Por Ronaldo Faria
Gestos prestos e afetos que
aos desafetos, nascidos também fetos, parecem somente restos. Canções que se
embrenham e se fazem prenhas de uma imaginação sem ação. Que se deixa levar a
entoar sílabas, palavras, versos, sesmarias. Na estrada do amor, dezenas de
Marias. A José bastasse o nome como sina, todas sairiam formatadas e moldadas
de uma mesma oficina. Feitas nos primórdios da revolução industrial, seriam
morenas, olhos negros, corpo esguio, bocas ávidas de beijos, corpos largados,
entregues e tragados na mesa de um bar. Mas, filhas da pós-revolução de
costumes, nunca se deram a curtumes. Cada uma foi feita sob a forja de um
destino incomum a todas. Lobas, devoraram à imensidão suas presas e se esgueiraram
em esquinas e estradas para seu mundo traçar. Ainda bem. De vagão igual basta
trem.
-- E aí, o frio chegou?
-- Sei lá, mas um conhaque já
está bom de tomar.
Milton, aquele que todos
chamavam de rouxinol pelos mil tons que sabia soprar, viajava nas suas
entranhas e artimanhas. Nas manhãs, de ressaca, buscava a receita mágica para voltar
à realidade. Na verdade, nunca a viu ou a teve. Sua nuca e cabeça doíam de
forma involuntária. Nas tardes, tardiamente tentava lembrar daquilo que havia
feito antes. Em vão. À noite, se envolvia em si mesmo e, ensimesmado, ouvia samba
e fado, fodia parcas e frágeis lembranças, dormia acordado na fé. Na madrugada,
tragada e ultrajada de coisas feitas, refeitas, temerosas do dia a raiar, viajava
para o universo próprio cheio de versos a remar rumo ao porto esquecido de Trafalgar.
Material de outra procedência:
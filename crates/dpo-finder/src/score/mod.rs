//! Keyword scoring of a single postal record.
//!
//! Each keyword is checked against the record fields in a fixed priority order and contributes
//! the weight of the first field it matches. Substring matches on the named fields come first,
//! then fuzzy matches on office name, division and district, then a plain substring check on the
//! search blob. Matching two or more keywords earns a bonus proportional to the match count.
use std::{collections::BTreeMap, fmt, sync::Arc};

use tracing::trace;

use crate::data::PostalRecord;

mod similarity;

pub use similarity::{PartialRatio, SimilarityScorer, partial_ratio};

/// Record field a keyword was attributed to.
#[cfg_attr(feature = "serde", derive(serde::Serialize, serde::Deserialize))]
#[derive(Debug, Clone, Copy, PartialEq, Eq, Hash)]
pub enum MatchField {
    #[cfg_attr(feature = "serde", serde(rename = "OfficeName"))]
    OfficeName,
    #[cfg_attr(feature = "serde", serde(rename = "DivisionName"))]
    DivisionName,
    #[cfg_attr(feature = "serde", serde(rename = "District"))]
    District,
    #[cfg_attr(feature = "serde", serde(rename = "State"))]
    State,
    #[cfg_attr(feature = "serde", serde(rename = "OfficeName (Fuzzy)"))]
    OfficeNameFuzzy,
    #[cfg_attr(feature = "serde", serde(rename = "DivisionName (Fuzzy)"))]
    DivisionNameFuzzy,
    #[cfg_attr(feature = "serde", serde(rename = "District (Fuzzy)"))]
    DistrictFuzzy,
    #[cfg_attr(feature = "serde", serde(rename = "Other Details"))]
    OtherDetails,
}

impl MatchField {
    pub const fn label(self) -> &'static str {
        match self {
            Self::OfficeName => "OfficeName",
            Self::DivisionName => "DivisionName",
            Self::District => "District",
            Self::State => "State",
            Self::OfficeNameFuzzy => "OfficeName (Fuzzy)",
            Self::DivisionNameFuzzy => "DivisionName (Fuzzy)",
            Self::DistrictFuzzy => "District (Fuzzy)",
            Self::OtherDetails => "Other Details",
        }
    }

    pub const fn is_fuzzy(self) -> bool {
        matches!(
            self,
            Self::OfficeNameFuzzy | Self::DivisionNameFuzzy | Self::DistrictFuzzy
        )
    }
}

impl fmt::Display for MatchField {
    fn fmt(&self, f: &mut fmt::Formatter<'_>) -> fmt::Result {
        f.write_str(self.label())
    }
}

/// Weights of a substring match in each named field.
#[cfg_attr(feature = "serde", derive(serde::Serialize, serde::Deserialize))]
#[derive(Debug, Clone, Copy, PartialEq)]
pub struct FieldWeights {
    pub office_name: f64,
    pub division_name: f64,
    pub district: f64,
    pub state: f64,
}

impl Default for FieldWeights {
    fn default() -> Self {
        Self {
            office_name: 1.0,
            division_name: 0.7,
            district: 0.5,
            state: 0.2,
        }
    }
}

/// Scoring parameters.
#[cfg_attr(feature = "serde", derive(serde::Serialize, serde::Deserialize))]
#[derive(Debug, Clone, Copy, PartialEq)]
pub struct ScoringConfig {
    pub field_weights: FieldWeights,
    /// Run the fuzzy checks at all
    pub fuzzy_enabled: bool,
    /// Minimum similarity (0-100) for a fuzzy match
    pub fuzzy_threshold: f64,
    /// Multiplier applied to the field weight of a fuzzy match
    pub fuzzy_penalty: f64,
    /// Weight of a match found only in the search blob
    pub other_details_weight: f64,
    /// Added once per matched keyword when at least two keywords matched
    pub multi_keyword_bonus: f64,
}

impl Default for ScoringConfig {
    fn default() -> Self {
        Self {
            field_weights: FieldWeights::default(),
            fuzzy_enabled: true,
            fuzzy_threshold: 80.0,
            fuzzy_penalty: 0.8,
            other_details_weight: 0.1,
            multi_keyword_bonus: 0.2,
        }
    }
}

/// Score of one record with the field each keyword was attributed to.
#[derive(Debug, Clone, Default, PartialEq)]
pub struct ScoredMatch {
    pub score: f64,
    pub matched: BTreeMap<String, MatchField>,
}

impl ScoredMatch {
    pub fn matched_count(&self) -> usize {
        self.matched.len()
    }

    /// `'keyword' (Field)` pairs joined by commas, in keyword order.
    pub fn describe(&self) -> String {
        describe_matches(&self.matched)
    }
}

pub(crate) fn describe_matches(matched: &BTreeMap<String, MatchField>) -> String {
    matched
        .iter()
        .map(|(keyword, field)| format!("'{keyword}' ({field})"))
        .collect::<Vec<_>>()
        .join(", ")
}

/// Scores records against a keyword set.
#[derive(Debug, Clone)]
pub struct Scorer {
    config: ScoringConfig,
    similarity: Arc<dyn SimilarityScorer>,
}

impl Default for Scorer {
    fn default() -> Self {
        Self::new(ScoringConfig::default())
    }
}

impl Scorer {
    pub fn new(config: ScoringConfig) -> Self {
        Self {
            config,
            similarity: Arc::new(PartialRatio),
        }
    }

    /// Replace the fuzzy similarity implementation.
    pub fn with_similarity(mut self, similarity: Arc<dyn SimilarityScorer>) -> Self {
        self.similarity = similarity;
        self
    }

    pub fn config(&self) -> &ScoringConfig {
        &self.config
    }

    /// Score a record. Keywords are expected lower-cased, as produced by the tokenizer.
    pub fn score<'k, I>(&self, record: &PostalRecord, keywords: I) -> ScoredMatch
    where
        I: IntoIterator<Item = &'k String>,
    {
        let mut result = ScoredMatch::default();
        for keyword in keywords {
            if result.matched.contains_key(keyword) {
                continue;
            }
            if let Some((field, weight)) = self.match_keyword(record, keyword) {
                result.score += weight;
                result.matched.insert(keyword.clone(), field);
            }
        }

        if result.matched.len() > 1 {
            result.score += self.config.multi_keyword_bonus * result.matched.len() as f64;
        }
        trace!(
            office = record.office_name(),
            score = result.score,
            "Scored record"
        );
        result
    }

    fn match_keyword(&self, record: &PostalRecord, keyword: &str) -> Option<(MatchField, f64)> {
        let weights = &self.config.field_weights;
        let exact = [
            (record.office_name_lower(), MatchField::OfficeName, weights.office_name),
            (record.division_name(), MatchField::DivisionName, weights.division_name),
            (record.district(), MatchField::District, weights.district),
            (record.state(), MatchField::State, weights.state),
        ];
        if let Some((_, field, weight)) = exact
            .into_iter()
            .find(|(text, _, _)| text.contains(keyword))
        {
            return Some((field, weight));
        }

        if self.config.fuzzy_enabled {
            let fuzzy = [
                (record.office_name_lower(), MatchField::OfficeNameFuzzy, weights.office_name),
                (record.division_name(), MatchField::DivisionNameFuzzy, weights.division_name),
                (record.district(), MatchField::DistrictFuzzy, weights.district),
            ];
            if let Some((_, field, weight)) = fuzzy.into_iter().find(|(text, _, _)| {
                self.similarity.similarity(keyword, text) >= self.config.fuzzy_threshold
            }) {
                return Some((field, weight * self.config.fuzzy_penalty));
            }
        }

        record
            .search_blob()
            .contains(keyword)
            .then_some((MatchField::OtherDetails, self.config.other_details_weight))
    }
}
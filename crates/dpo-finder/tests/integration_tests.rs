//! Integration tests for dpo-finder address resolution
//!
//! These tests go through the public API only. Most of them load the sample postal directory
//! written by `create_test_data`, so they do not need the full directory export.

use std::{collections::BTreeSet, sync::Arc};

use dpo_finder::{
    DEFAULT_STOP_WORDS, DpoFinder, LookupConfigBuilder, MatchField, MatchStatus, ParsedQuery,
    PostalRecord, ReferenceTable, Scorer,
    data_processing::{TestDataConfig, create_test_data},
    tokenize,
};

fn setup_test_env() {
    let _ = dpo_finder::init_logging(tracing::Level::WARN);
}

fn sample_finder() -> DpoFinder {
    let (file, _) = create_test_data(&TestDataConfig::sample()).expect("Should write sample data");
    let table = ReferenceTable::load(file.path()).expect("Should load sample data");
    DpoFinder::from_table(Arc::new(table))
}

fn two_office_finder() -> DpoFinder {
    DpoFinder::from_records(vec![
        PostalRecord::basic(
            "560038",
            "Indiranagar S.O",
            "Bangalore East Division",
            "Bangalore Urban",
            "KARNATAKA",
            "SO",
            true,
        )
        .unwrap(),
        PostalRecord::basic(
            "560038",
            "Majestic S.O",
            "Bangalore East Division",
            "Bangalore Urban",
            "KARNATAKA",
            "SO",
            false,
        )
        .unwrap(),
    ])
}

#[test]
fn test_full_workflow() {
    setup_test_env();

    let (file, rows) = create_test_data(&TestDataConfig::sample()).unwrap();
    let finder = DpoFinder::from_path(file.path());
    assert!(!finder.is_loaded(), "Table should load lazily");

    // 1. PIN plus locality
    let outcome = finder.lookup("Indiranagar, Bangalore 560038");
    assert!(finder.is_loaded());
    assert_eq!(outcome.status, MatchStatus::Success);
    assert_eq!(outcome.pin.as_deref(), Some("560038"));
    assert_eq!(outcome.dpo_name.as_deref(), Some("Indiranagar S.O"));
    assert!(outcome.score.unwrap() > 0.0);

    // 2. Bare PIN
    let outcome = finder.lookup("560038");
    assert_eq!(outcome.status, MatchStatus::SuccessPinOnlyDpo);
    assert_eq!(outcome.dpo_name.as_deref(), Some("Indiranagar S.O"));
    assert!(outcome.score.is_none());
    assert!(outcome.matched_keyword_details.is_none());

    // 3. Locality only
    let outcome = finder.lookup("Kharabela Nagar Bhubaneswar");
    assert_eq!(outcome.status, MatchStatus::SuccessLocalityDpo);
    assert_eq!(outcome.pin.as_deref(), Some("751003"));
    assert_eq!(outcome.dpo_name.as_deref(), Some("Kharabela Nagar S.O"));

    // 4. Table information, with the blank-PIN rows dropped
    let info = finder.info().unwrap();
    assert_eq!(info.records, rows);
    assert!(info.summary().contains("post offices"));
}

#[test]
fn test_pin_group_outcomes() {
    setup_test_env();
    let finder = sample_finder();

    let outcome = finder.lookup("Random Street 110001");
    assert_eq!(outcome.status, MatchStatus::PartialMatchPin);
    assert_eq!(outcome.input_pin.as_deref(), Some("110001"));
    assert_eq!(outcome.dpo_name.as_deref(), Some("Connaught Place H.O"));
    assert!(outcome.message.contains("Suggested first DPO"));

    let outcome = finder.lookup("Udyog Bhawan 110011");
    assert_eq!(outcome.status, MatchStatus::PartialMatchPinNoDpoFlag);
    assert_eq!(outcome.pin.as_deref(), Some("110011"));
    assert_eq!(outcome.dpo_name.as_deref(), Some("Nirman Bhawan S.O"));
    assert!(outcome.score.is_none());
}

#[test]
fn test_unknown_pin_falls_back_to_locality() {
    setup_test_env();
    let finder = sample_finder();

    let outcome = finder.lookup("999999 Indiranagar");
    assert!(!outcome.status.is_partial());
    assert_ne!(outcome.status, MatchStatus::SuccessPinOnlyDpo);
    assert_eq!(outcome.status, MatchStatus::SuccessLocalityDpo);
    assert_eq!(outcome.input_pin.as_deref(), Some("999999"));
    assert_eq!(outcome.pin.as_deref(), Some("560038"));

    let outcome = finder.lookup("999999");
    assert_eq!(outcome.status, MatchStatus::NotFound);
}

#[test]
fn test_two_office_table() {
    setup_test_env();
    let finder = two_office_finder();

    let outcome = finder.lookup("Indiranagar 560038");
    assert_eq!(outcome.status, MatchStatus::Success);
    assert_eq!(outcome.dpo_name.as_deref(), Some("Indiranagar S.O"));
    assert_eq!(
        outcome.matched_keyword_details.unwrap()["indiranagar"],
        MatchField::OfficeName
    );

    // Only delivery offices are candidates inside a PIN group, so the non-delivery Majestic
    // cannot be picked and the keyword matches nothing that can.
    let outcome = finder.lookup("Majestic 560038");
    assert_eq!(outcome.status, MatchStatus::PartialMatchPin);
    assert_eq!(outcome.dpo_name.as_deref(), Some("Indiranagar S.O"));
    assert!(outcome.score.is_none());

    // Without a PIN the non-delivery office can still win
    let outcome = finder.lookup("Majestic");
    assert_eq!(outcome.status, MatchStatus::SuccessLocalityNonDpo);
    assert_eq!(outcome.dpo_name.as_deref(), Some("Majestic S.O"));
}

#[test]
fn test_lookup_with_prebuilt_query() {
    setup_test_env();
    let finder = sample_finder();

    // Keywords are used as given, so callers can bypass stop-word filtering
    let query = ParsedQuery::new(Some("751003".to_string()), ["kharabela", "nagar"]);
    let outcome = finder.lookup_parsed(&query);
    assert_eq!(outcome.status, MatchStatus::Success);
    assert_eq!(outcome.dpo_name.as_deref(), Some("Kharabela Nagar S.O"));
    assert_eq!(outcome.matched_keyword_details.unwrap().len(), 2);

    let outcome = finder.lookup_parsed(&ParsedQuery::new(None, Vec::<String>::new()));
    assert_eq!(outcome.status, MatchStatus::NotFound);
    assert_eq!(outcome, finder.lookup(""));
}

#[test]
fn test_error_handling() {
    setup_test_env();

    let outcome = DpoFinder::from_records(Vec::new()).lookup("Indiranagar 560038");
    assert_eq!(outcome.status, MatchStatus::Error);
    assert_eq!(outcome.message, "Postal data is not loaded or empty.");

    let finder = DpoFinder::from_path("/nonexistent/postal_data.csv");
    let outcome = finder.lookup("560038");
    assert_eq!(outcome.status, MatchStatus::Error);
    assert!(finder.info().is_err());

    let outcome = sample_finder().lookup("   ");
    assert_eq!(outcome.status, MatchStatus::NotFound);
    assert!(outcome.message.starts_with("Insufficient information"));
}

#[test]
fn test_tokenizer_properties() {
    let addresses = [
        "H.No 12, 5th Cross, Indiranagar, Bangalore 560038",
        "Opp. Bus Stand, Main Road, Peddakotla 515631",
        "Anna Nagar East, Chennai 600102",
        "sector 4, phase 2 near post office",
        "No PIN here at all",
    ];

    for address in addresses {
        let parsed = tokenize(address);

        for keyword in &parsed.locality_keywords {
            assert!(
                !DEFAULT_STOP_WORDS.contains(&keyword.as_str()),
                "'{keyword}' is a stop-word"
            );
            assert!(keyword.chars().count() > 2);
            assert_eq!(keyword, &keyword.to_lowercase());
        }

        // Feeding the parsed pieces back in gives the same query
        let rejoined = parsed
            .pin_code
            .iter()
            .chain(parsed.locality_keywords.iter())
            .cloned()
            .collect::<Vec<_>>()
            .join(" ");
        assert_eq!(tokenize(&rejoined), parsed, "Unstable for '{address}'");
    }

    assert_eq!(tokenize(addresses[0]).pin_code.as_deref(), Some("560038"));
    assert!(tokenize(addresses[4]).pin_code.is_none());
}

#[test]
fn test_score_never_drops_when_keywords_are_added() {
    let finder = sample_finder();
    let table = finder.table().unwrap();
    let scorer = Scorer::default();

    let base = ["indiranagar"]
        .iter()
        .map(|w| (*w).to_string())
        .collect::<BTreeSet<_>>();
    let mut extended = base.clone();
    extended.insert("bangalore".to_string());
    extended.insert("karnataka".to_string());

    for record in table.records() {
        let before = scorer.score(record, &base).score;
        let after = scorer.score(record, &extended).score;
        assert!(
            after >= before,
            "{} scored {after} < {before}",
            record.office_name()
        );
    }
}

#[test]
fn test_batch_matches_individual_lookups() {
    setup_test_env();
    let finder = sample_finder();

    let addresses = vec![
        "Indiranagar, Bangalore 560038".to_string(),
        "Fort, Mumbai 400001".to_string(),
        String::new(),
        "Anna Nagar East, Chennai".to_string(),
        "Udyog Bhawan 110011".to_string(),
        "Khurda Odisha".to_string(),
    ];
    let outcomes = finder.lookup_batch(&addresses);

    assert_eq!(outcomes.len(), addresses.len());
    for (address, outcome) in addresses.iter().zip(&outcomes) {
        assert_eq!(&finder.lookup(address), outcome, "Mismatch for '{address}'");
    }
    assert_eq!(outcomes[2].status, MatchStatus::NotFound);
}

#[test]
fn test_configuration_presets() {
    setup_test_env();
    let table = sample_finder().table().unwrap().clone();

    let default = DpoFinder::from_table(table.clone()).lookup("Indranagar 560038");
    assert_eq!(default.status, MatchStatus::Success);

    let exact = DpoFinder::from_table(table.clone())
        .with_config(LookupConfigBuilder::exact_only().build())
        .lookup("Indranagar 560038");
    assert_eq!(exact.status, MatchStatus::PartialMatchPin);
    assert_eq!(exact.dpo_name, default.dpo_name);

    let lenient = DpoFinder::from_table(table)
        .with_config(LookupConfigBuilder::lenient().build())
        .lookup("Indranagar 560038");
    assert_eq!(lenient.status, MatchStatus::Success);
    assert!(lenient.score.unwrap() < default.score.unwrap());
}

#[test]
fn test_suggestions_and_details() {
    setup_test_env();
    let finder = sample_finder();

    let suggestions = finder.suggest("bhubaneswar", 5).unwrap();
    assert_eq!(suggestions.total, 2);
    assert_eq!(suggestions.offices[0].office_name(), "Bhubaneswar GPO");

    let details = finder.office_details("CONNAUGHT PLACE H.O").unwrap().unwrap();
    assert_eq!(details.pin_code(), "110001");
    assert!(details.is_delivery());
    assert!(details.maps_link().is_some());

    let details = finder.office_details("Parliament Street H.O").unwrap().unwrap();
    assert!(details.maps_link().is_none());
}

#[test]
fn test_concurrent_access() {
    setup_test_env();
    let finder = Arc::new(sample_finder());

    let handles = (0..4)
        .map(|_| {
            let finder = Arc::clone(&finder);
            std::thread::spawn(move || finder.lookup("Indiranagar 560038"))
        })
        .collect::<Vec<_>>();

    for handle in handles {
        let outcome = handle.join().expect("Thread should not panic");
        assert_eq!(outcome.status, MatchStatus::Success);
    }
}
No todo, um tanto de loucura, outro de crer e outro de brilhar.
-- Agora esquentou geral...
-- Te falei. Conhaque a
dezenas de graus é animal...
Milton, menestrel que
transforma fel em mel (ou vice-versa no verso), segue seu rumo até o fim. E
redescobre a simetria entre a loucura e a sanidade, a diferença entre a chegada
à vida e a verdadeira idade. Surge e emerge na voracidade de tragar rios e mares,
vulgares e sagazes. Tanto faz. Tanto fazia. No fim é tudo orgia vernácula e verborrágica.
Coisa atávica ou trágica. Cheia de gozos ou flechas cravadas no coração. Antes
de viver na porta aberta pelos decibéis e débeis graus, não há como se saber. Nesse
momento, no tormento que se desfaz e se refaz em lamento e amor, que venham
todos. Como já disse Milton à amada, ele, eu, você, todos nós estamos facinhos
que nem focinho de cachorro no passeio do lazer.